Terri Eatinger is new to the area, and she has a question: "I travel [from her home in Alexandria] up to Bethesda Naval Hospital quite frequently with two small children. It has often crossed my mind what I should do if my car breaks down.
"If I pull off and put on my blinkers, how long of a wait should I expect before a police officer comes by? . . . . Could you find out how frequently that area of the Beltway is patrolled for such emergencies? Perhaps you can put my mind at ease."
I have the answers for you, Terri. But your mind may not be eased very much.
I assumed that you were talking about the hunk of Beltway between the Cabin John Bridge and the Wisconsin Avenue interchange in Bethesda. That six-mile stretch is patrolled by two Maryland State Police officers 24 hours a day (meanwhile, stretches of similar size in both Virginia and Maryland are generally assigned the same amount of police patrolpower).
However, Terri, "your" two officers are often pulled off to handle emergencies east of the Wisconsin Avenue exit. So at any one time, there may be two officers along your route -- or one, or none.
Therefore, it's impossible to say how long a wait you can expect. I've heard about 30-second waits. I've heard about two-hour waits.
The police tell me your chances of a fast response are slightly better during the week, during the day and during nonrush hours. Otherwise, Terri, I'm afraid you're in the lap of the gods.
If the deities decide that four other motorists will have flat tires at the same time you do, you'll be in bad shape. If not, you may be pleasantly surprised. Ideas Whose Time Has Come (that continuing series of brilliances from readers without which the world can no longer do):
Helen Secrest of Chevy Chase suggests a television lock. Her conception of it: "Something you can easily attach or connect to each TV in the house, preventing the children from watching when you have told them they may not (e.g. when their homework is not done, or as a punishment for not doing their chores)."

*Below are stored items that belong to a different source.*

/// An immutable snapshot of every parameter table used by the pKa model.
///
/// A store is built once, completing the side-chain hydrogen-bond matrix on
/// the way, and is read-only afterwards. It is `Send + Sync` and can be shared
/// freely between threads.
#[derive(Debug, Clone, PartialEq)]
pub struct ParameterStore {
    categories: ParamTable<ResidueLabel, ResidueCategory>,
    charges: ParamTable<ResidueLabel>,
    model_pka: ParamTable<ResidueLabel>,
    local_radii: Arc<ParamTable<ResidueLabel>>,
    vdw_volumes: Arc<ParamTable<AtomClass>>,
    coulomb: ParamTable<CoulombModel, CoulombParameters>,
    desolvation: ParamTable<DesolvationModel, DesolvationParameters>,
    interaction: InteractionMatrix,
    back_bone: ParamTable<ResidueCategory, HBondRecord>,
    side_chain: SideChainMatrix,
}

impl ParameterStore {
    /// Builds the store from the embedded default parameter set.
    pub fn builtin() -> Result<Self, ParamLoadError> {
        Self::builtin_with_policy(GapPolicy::default())
    }

    pub fn builtin_with_policy(policy: GapPolicy) -> Result<Self, ParamLoadError> {
        let file = ParamFile::from_str_named(crate::BUILTIN_PARAMETERS, BUILTIN_SOURCE)?;
        Self::from_param_file(file, policy)
    }

    pub fn from_toml_str(content: &str) -> Result<Self, ParamLoadError> {
        Self::from_toml_str_with_policy(content, GapPolicy::default())
    }

    pub fn from_toml_str_with_policy(
        content: &str,
        policy: GapPolicy,
    ) -> Result<Self, ParamLoadError> {
        let file = ParamFile::from_str_named(content, STRING_SOURCE)?;
        Self::from_param_file(file, policy)
    }

    /// Loads a parameter set from a TOML file with the same layout as the
    /// embedded default.
    pub fn load(path: &Path) -> Result<Self, ParamLoadError> {
        Self::load_with_policy(path, GapPolicy::default())
    }

    pub fn load_with_policy(path: &Path, policy: GapPolicy) -> Result<Self, ParamLoadError> {
        let file = ParamFile::from_path(path)?;
        debug!("Parsed parameter file '{}'.", path.display());
        Self::from_param_file(file, policy)
    }

    fn from_param_file(file: ParamFile, policy: GapPolicy) -> Result<Self, ParamLoadError> {
        if let Some(label) = file.categories.keys().find(|l| !l.is_residue_name()) {
            return Err(ParamLoadError::NotAResidueName(label));
        }
        file.check_model_shapes()?;

        let interaction = InteractionMatrix::new(file.interaction)?;
        let side_chain = hbond::complete(&file.hydrogen_bond.side_chain, policy)?;
        debug!(
            "Completed side-chain hydrogen-bond matrix over {} categories.",
            side_chain.categories().len()
        );

        let local_radii = Arc::new(file.local_radii);
        let vdw_volumes = Arc::new(file.vdw_volumes);
        let desolvation = file
            .desolvation
            .into_iter()
            .map(|(model, entry)| {
                (
                    model,
                    DesolvationParameters::resolve(entry, &local_radii, &vdw_volumes),
                )
            })
            .collect();

        Ok(Self {
            categories: file.categories,
            charges: file.charges,
            model_pka: file.model_pka,
            local_radii,
            vdw_volumes,
            coulomb: file.coulomb,
            desolvation,
            interaction,
            back_bone: file.hydrogen_bond.back_bone,
            side_chain,
        })
    }

    // --- Residue typing and charges ---

    /// Reduced category of a raw residue name such as `"ASP"` or `"N+ "`.
    pub fn residue_category(&self, name: &str) -> Result<ResidueCategory, LookupError> {
        let label = name
            .parse::<ResidueLabel>()
            .map_err(|_| LookupError::NotFound {
                table: "residue category",
                key: name.to_string(),
            })?;
        self.category_of(label)
    }

    pub fn category_of(&self, label: ResidueLabel) -> Result<ResidueCategory, LookupError> {
        self.categories.get(label, "residue category").copied()
    }

    pub fn residue_categories(&self) -> &ParamTable<ResidueLabel, ResidueCategory> {
        &self.categories
    }

    /// Residue names that reduce to `category`.
    pub fn members(&self, category: ResidueCategory) -> Vec<ResidueLabel> {
        self.categories
            .iter()
            .filter(|&(_, &c)| c == category)
            .map(|(&label, _)| label)
            .collect()
    }

    pub fn charge(&self, label: ResidueLabel) -> Result<f64, LookupError> {
        self.charges.get(label, "charge").copied()
    }

    pub fn charges(&self) -> &ParamTable<ResidueLabel> {
        &self.charges
    }

    // --- Model pKa values ---

    pub fn model_pka(&self, label: ResidueLabel) -> ModelPka {
        match self.model_pka.get(label, "model pKa") {
            Ok(&pka) => ModelPka::Tabulated(pka),
            Err(_) => ModelPka::NonIonizable,
        }
    }

    /// Like [`ParameterStore::model_pka`], but accepts any string. Unknown or
    /// empty names are non-ionizable.
    pub fn model_pka_by_name(&self, name: &str) -> ModelPka {
        name.parse::<ResidueLabel>()
            .map(|label| self.model_pka(label))
            .unwrap_or(ModelPka::NonIonizable)
    }

    pub fn model_pkas(&self) -> &ParamTable<ResidueLabel> {
        &self.model_pka
    }

    // --- Coulomb and desolvation models ---

    pub fn coulomb(&self, model: CoulombModel) -> Result<&CoulombParameters, LookupError> {
        self.coulomb.get(model, "Coulomb model")
    }

    pub fn coulomb_models(&self) -> &ParamTable<CoulombModel, CoulombParameters> {
        &self.coulomb
    }

    pub fn desolvation(
        &self,
        model: DesolvationModel,
    ) -> Result<&DesolvationParameters, LookupError> {
        self.desolvation.get(model, "desolvation model")
    }

    pub fn desolvation_models(&self) -> &ParamTable<DesolvationModel, DesolvationParameters> {
        &self.desolvation
    }

    pub fn local_radius(&self, label: ResidueLabel) -> Result<f64, LookupError> {
        self.local_radii.get(label, "local radius").copied()
    }

    pub fn local_radii(&self) -> &ParamTable<ResidueLabel> {
        &self.local_radii
    }

    pub fn vdw_volume(&self, class: AtomClass) -> Result<f64, LookupError> {
        self.vdw_volumes.get(class, "van der Waals volume").copied()
    }

    pub fn vdw_volumes(&self) -> &ParamTable<AtomClass> {
        &self.vdw_volumes
    }

    // --- Interactions ---

    pub fn interaction(
        &self,
        a: ResidueCategory,
        b: ResidueCategory,
    ) -> Result<InteractionClass, LookupError> {
        self.interaction.classify(a, b)
    }

    pub fn interaction_matrix(&self) -> &InteractionMatrix {
        &self.interaction
    }

    pub fn hydrogen_bond_parameters(
        &self,
        context: InteractionContext,
    ) -> HydrogenBondParameters<'_> {
        match context {
            InteractionContext::BackBone => HydrogenBondParameters::BackBone(&self.back_bone),
            InteractionContext::SideChain => HydrogenBondParameters::SideChain(&self.side_chain),
        }
    }

    /// Resolves the context identifier (`"back-bone"` or `"side-chain"`)
    /// before returning its parameters.
    pub fn hydrogen_bond_parameters_for(
        &self,
        context: &str,
    ) -> Result<HydrogenBondParameters<'_>, UnsupportedContextError> {
        Ok(self.hydrogen_bond_parameters(context.parse()?))
    }

    pub fn back_bone_record(&self, category: ResidueCategory) -> Result<HBondRecord, LookupError> {
        self.back_bone.get(category, "back-bone hydrogen-bond").copied()
    }

    pub fn side_chain_record(
        &self,
        a: ResidueCategory,
        b: ResidueCategory,
    ) -> Result<HBondRecord, LookupError> {
        self.side_chain.get(a, b)
    }

    pub fn side_chain_matrix(&self) -> &SideChainMatrix {
        &self.side_chain
    }
}
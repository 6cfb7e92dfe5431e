pub mod export;
pub mod hbond;
pub mod lookup;
pub mod models;
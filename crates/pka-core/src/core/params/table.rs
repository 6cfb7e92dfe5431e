use serde::Deserialize;
use std::collections::BTreeMap;
use std::collections::btree_map;
use std::fmt::Display;
use thiserror::Error;

/// Model pKa reported for any group without a tabulated value.
pub const NON_IONIZABLE_PKA: f64 = 20.00;

#[derive(Debug, Error, Clone, PartialEq, Eq)]
pub enum LookupError {
    #[error("No entry for '{key}' in the {table} table")]
    NotFound { table: &'static str, key: String },

    #[error("Pair {row}/{column} lies in the unpopulated upper triangle of the {table} matrix")]
    UpperTriangle {
        table: &'static str,
        row: String,
        column: String,
    },
}

/// An immutable parameter table keyed by a closed label type.
#[derive(Debug, Clone, PartialEq, Deserialize)]
#[serde(transparent)]
pub struct ParamTable<K: Ord, V = f64> {
    entries: BTreeMap<K, V>,
}

/// Result of a lookup that falls back to the whole table when the key is
/// absent or unspecified.
#[derive(Debug, Clone, Copy, PartialEq)]
pub enum Lookup<'a, K: Ord, V> {
    Value(&'a V),
    Table(&'a ParamTable<K, V>),
}

impl<K: Ord + Copy + Display, V> ParamTable<K, V> {
    pub fn new(entries: BTreeMap<K, V>) -> Self {
        Self { entries }
    }

    pub fn get(&self, key: K, table: &'static str) -> Result<&V, LookupError> {
        self.entries.get(&key).ok_or_else(|| LookupError::NotFound {
            table,
            key: key.to_string(),
        })
    }

    pub fn lookup_or_all(&self, key: Option<K>) -> Lookup<'_, K, V> {
        match key.and_then(|k| self.entries.get(&k)) {
            Some(value) => Lookup::Value(value),
            None => Lookup::Table(self),
        }
    }

    pub fn contains(&self, key: K) -> bool {
        self.entries.contains_key(&key)
    }

    pub fn iter(&self) -> btree_map::Iter<'_, K, V> {
        self.entries.iter()
    }

    pub fn keys(&self) -> impl Iterator<Item = K> + '_ {
        self.entries.keys().copied()
    }

    pub fn len(&self) -> usize {
        self.entries.len()
    }

    pub fn is_empty(&self) -> bool {
        self.entries.is_empty()
    }
}

impl<'a, K: Ord, V> IntoIterator for &'a ParamTable<K, V> {
    type Item = (&'a K, &'a V);
    type IntoIter = btree_map::Iter<'a, K, V>;

    fn into_iter(self) -> Self::IntoIter {
        self.entries.iter()
    }
}

impl<K: Ord, V> FromIterator<(K, V)> for ParamTable<K, V> {
    fn from_iter<I: IntoIterator<Item = (K, V)>>(iter: I) -> Self {
        Self {
            entries: iter.into_iter().collect(),
        }
    }
}

/// A model pKa value. Groups that do not titrate in the relevant pH range are
/// reported as [`ModelPka::NonIonizable`], which is not an error.
#[derive(Debug, Clone, Copy, PartialEq)]
pub enum ModelPka {
    Tabulated(f64),
    NonIonizable,
}

impl ModelPka {
    pub fn value(self) -> f64 {
        match self {
            ModelPka::Tabulated(pka) => pka,
            ModelPka::NonIonizable => NON_IONIZABLE_PKA,
        }
    }

    pub fn is_ionizable(self) -> bool {
        matches!(self, ModelPka::Tabulated(_))
    }
}
use super::defaults::DefaultsConfig;
use super::models::{AppConfig, ParamsSource};
use crate::cli::Cli;
use crate::error::{CliError, Result};
use pkastore::core::params::hbond::GapPolicy;

pub fn build_config(cli: &Cli) -> Result<AppConfig> {
    let defaults = DefaultsConfig::default();

    let params = match &cli.params {
        Some(path) if !path.is_file() => {
            return Err(CliError::Config(format!(
                "Parameter file '{}' does not exist or is not a file",
                path.display()
            )));
        }
        Some(path) => ParamsSource::File(path.clone()),
        None => ParamsSource::Builtin,
    };

    let gap_policy = if cli.fill_gaps {
        GapPolicy::FillDegenerate
    } else {
        defaults.gap_policy
    };

    Ok(AppConfig { params, gap_policy })
}
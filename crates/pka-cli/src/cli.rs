use clap::{Args, Parser, Subcommand};
use std::path::PathBuf;

const HELP_TEMPLATE: &str = "\
{before-help}{name} {version}
{author-with-newline}{about-with-newline}
{usage-heading} {usage}

{all-args}{after-help}
";

#[derive(Parser, Debug)]
#[command(
    author,
    version,
    about = "pkastore - Inspect the parameter tables and hydrogen-bond interaction matrices of the empirical pKa model.",
    help_template = HELP_TEMPLATE,
)]
#[command(propagate_version = true)]
pub struct Cli {
    #[command(subcommand)]
    pub command: Commands,

    /// Increase verbosity level (-v for INFO, -vv for DEBUG, -vvv for TRACE)
    #[arg(short, long, action = clap::ArgAction::Count, global = true)]
    pub verbose: u8,

    /// Suppress all log output except for errors
    #[arg(short, long, global = true, conflicts_with = "verbose")]
    pub quiet: bool,

    /// Write logs to a specified file in addition to the console output
    #[arg(long, global = true, value_name = "PATH")]
    pub log_file: Option<PathBuf>,

    /// Load the parameter set from a TOML file instead of the built-in one
    #[arg(short, long, global = true, value_name = "PATH")]
    pub params: Option<PathBuf>,

    /// Fill side-chain pairs authored in neither direction with a zero record
    /// instead of rejecting the parameter set.
    #[arg(long, global = true)]
    pub fill_gaps: bool,
}

#[derive(Subcommand, Debug)]
pub enum Commands {
    /// Show the reduced category of a residue name, or the whole mapping.
    Category(KeyArgs),
    /// Show the formal charge of a residue label, or the whole charge table.
    Charge(KeyArgs),
    /// Show the model pKa of a residue label, or the whole pKa table.
    Pka(KeyArgs),
    /// Show the local desolvation radius of a residue label, or the whole table.
    Radius(KeyArgs),
    /// Show the relative van der Waals volume of an atom class (C, C4, N, O, S).
    Volume(KeyArgs),
    /// Show the parameters of a Coulomb model ('Linear', 'Coulomb').
    Coulomb(KeyArgs),
    /// Show the parameters of a desolvation model ('propka2', 'ContactModel', ...).
    Desolvation(KeyArgs),
    /// Show hydrogen-bond parameters for the 'back-bone' or 'side-chain' context.
    Hbond(HbondArgs),
    /// Classify the interaction between two residue categories, or print the matrix.
    Interaction(PairArgs),
    /// Write the completed side-chain hydrogen-bond matrix as CSV.
    Export(ExportArgs),
}

/// A single optional lookup key. Without it the whole table is printed.
#[derive(Args, Debug)]
pub struct KeyArgs {
    /// Lookup key, e.g. 'HIS', 'N+' or 'Coulomb'.
    #[arg(value_name = "KEY")]
    pub key: Option<String>,
}

/// Arguments for the `hbond` subcommand.
#[derive(Args, Debug)]
pub struct HbondArgs {
    /// Interaction context: 'back-bone' or 'side-chain'.
    #[arg(required = true, value_name = "CONTEXT")]
    pub context: String,

    #[command(flatten)]
    pub pair: PairArgs,
}

#[derive(Args, Debug)]
pub struct PairArgs {
    /// First residue category, e.g. 'TYR'.
    #[arg(value_name = "CATEGORY")]
    pub first: Option<String>,

    /// Second residue category, e.g. 'HIS'.
    #[arg(value_name = "CATEGORY", requires = "first")]
    pub second: Option<String>,
}

/// Arguments for the `export` subcommand.
#[derive(Args, Debug)]
pub struct ExportArgs {
    /// Path of the CSV file to write. Defaults to standard output.
    #[arg(short, long, value_name = "PATH")]
    pub output: Option<PathBuf>,
}

#[cfg(test)]
mod tests {
    use super::*;

    #[test]
    fn parses_global_flags_after_subcommand() {
        let cli = Cli::try_parse_from(["pkastore", "charge", "HIS", "-vv", "--fill-gaps"]).unwrap();
        assert_eq!(cli.verbose, 2);
        assert!(cli.fill_gaps);
        match cli.command {
            Commands::Charge(args) => assert_eq!(args.key.as_deref(), Some("HIS")),
            other => panic!("unexpected command: {other:?}"),
        }
    }

    #[test]
    fn author_comes_from_package_metadata() {
        use clap::CommandFactory;
        let command = Cli::command();
        assert_eq!(command.get_author(), Some(env!("CARGO_PKG_AUTHORS")));
        assert_eq!(command.get_author(), Some("The pkastore Developers"));
    }

    #[test]
    fn key_is_optional() {
        let cli = Cli::try_parse_from(["pkastore", "pka"]).unwrap();
        assert!(matches!(cli.command, Commands::Pka(KeyArgs { key: None })));
    }

    #[test]
    fn hbond_requires_context() {
        assert!(Cli::try_parse_from(["pkastore", "hbond"]).is_err());
        let cli = Cli::try_parse_from(["pkastore", "hbond", "side-chain", "TYR", "HIS"]).unwrap();
        match cli.command {
            Commands::Hbond(args) => {
                assert_eq!(args.context, "side-chain");
                assert_eq!(args.pair.first.as_deref(), Some("TYR"));
                assert_eq!(args.pair.second.as_deref(), Some("HIS"));
            }
            other => panic!("unexpected command: {other:?}"),
        }
    }

    #[test]
    fn quiet_conflicts_with_verbose() {
        assert!(Cli::try_parse_from(["pkastore", "-q", "-v", "pka"]).is_err());
    }

    #[test]
    fn params_path_is_global() {
        let cli = Cli::try_parse_from(["pkastore", "export", "--params", "custom.toml"]).unwrap();
        assert_eq!(cli.params, Some(PathBuf::from("custom.toml")));
    }
}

Vincent R. Agnelli of Heathsville, Va., suggests congressional correspondence cards that don't cost citizens a cent. "Every post office in the land should have a supply of preaddressed, stamped post cards or envelopes or both for the congressman of the district which the post office services and for the two senators for that state," Vincent proposes. "Every citizen would then have easy access to their representatives and would be more inclined to express their opinions."
Do you have an IWTHC? Please mail it to Bob Levey, The Washington Post, Washington, D.C., 20071. Life In This Here Metropolis:
"My husband and I work in the same building, and often get on the same elevator in the mornings," writes Betty Kirk of Silver Spring.
One morning, "their" elevator was much more crowded than usual. But Betty was in such a hurry that she burrowed into the car -- and right up against her husband's chest.
The crushed multitudes immediately began to clear throats, hunch shoulders and furrow brows over Betty's apparent lack of manners. "I felt it incumbent to immediately announce, 'He's my husband!' " Betty reports. There followed "an instant wave of relaxation" aboard ship. Kudos, plaudits, hugs, bouquets . . . .
Thomas W. Guion of Fairfax writes: "Dear Mr. Levey: In your continuing search for an honest man, you need look no farther than to Mr. Robert Gray, who drives a taxi for Autorama.
"Recently, I was carrying an unusually large amount of money for me. Minutes after alighting from Mr. Gray's taxi, I was dismayed to find that my wallet had apparently fallen on the floor of his cab.
"Luckily, he found the billfold, called me at home and arranged to return it to me the next day -- all with the money still intact.
"So, my hat's off to a very honest man, and I would certainly like to see him get credit where credit is due."
I think we just took care of that, Brother Guion. Thanks for a nice story. Who says drivers are unremittingly rude and crude? A Northern Virginia grandmother who's getting up in years writes to say that she has never received so much as a raised eyebrow since she got her vanity license plates.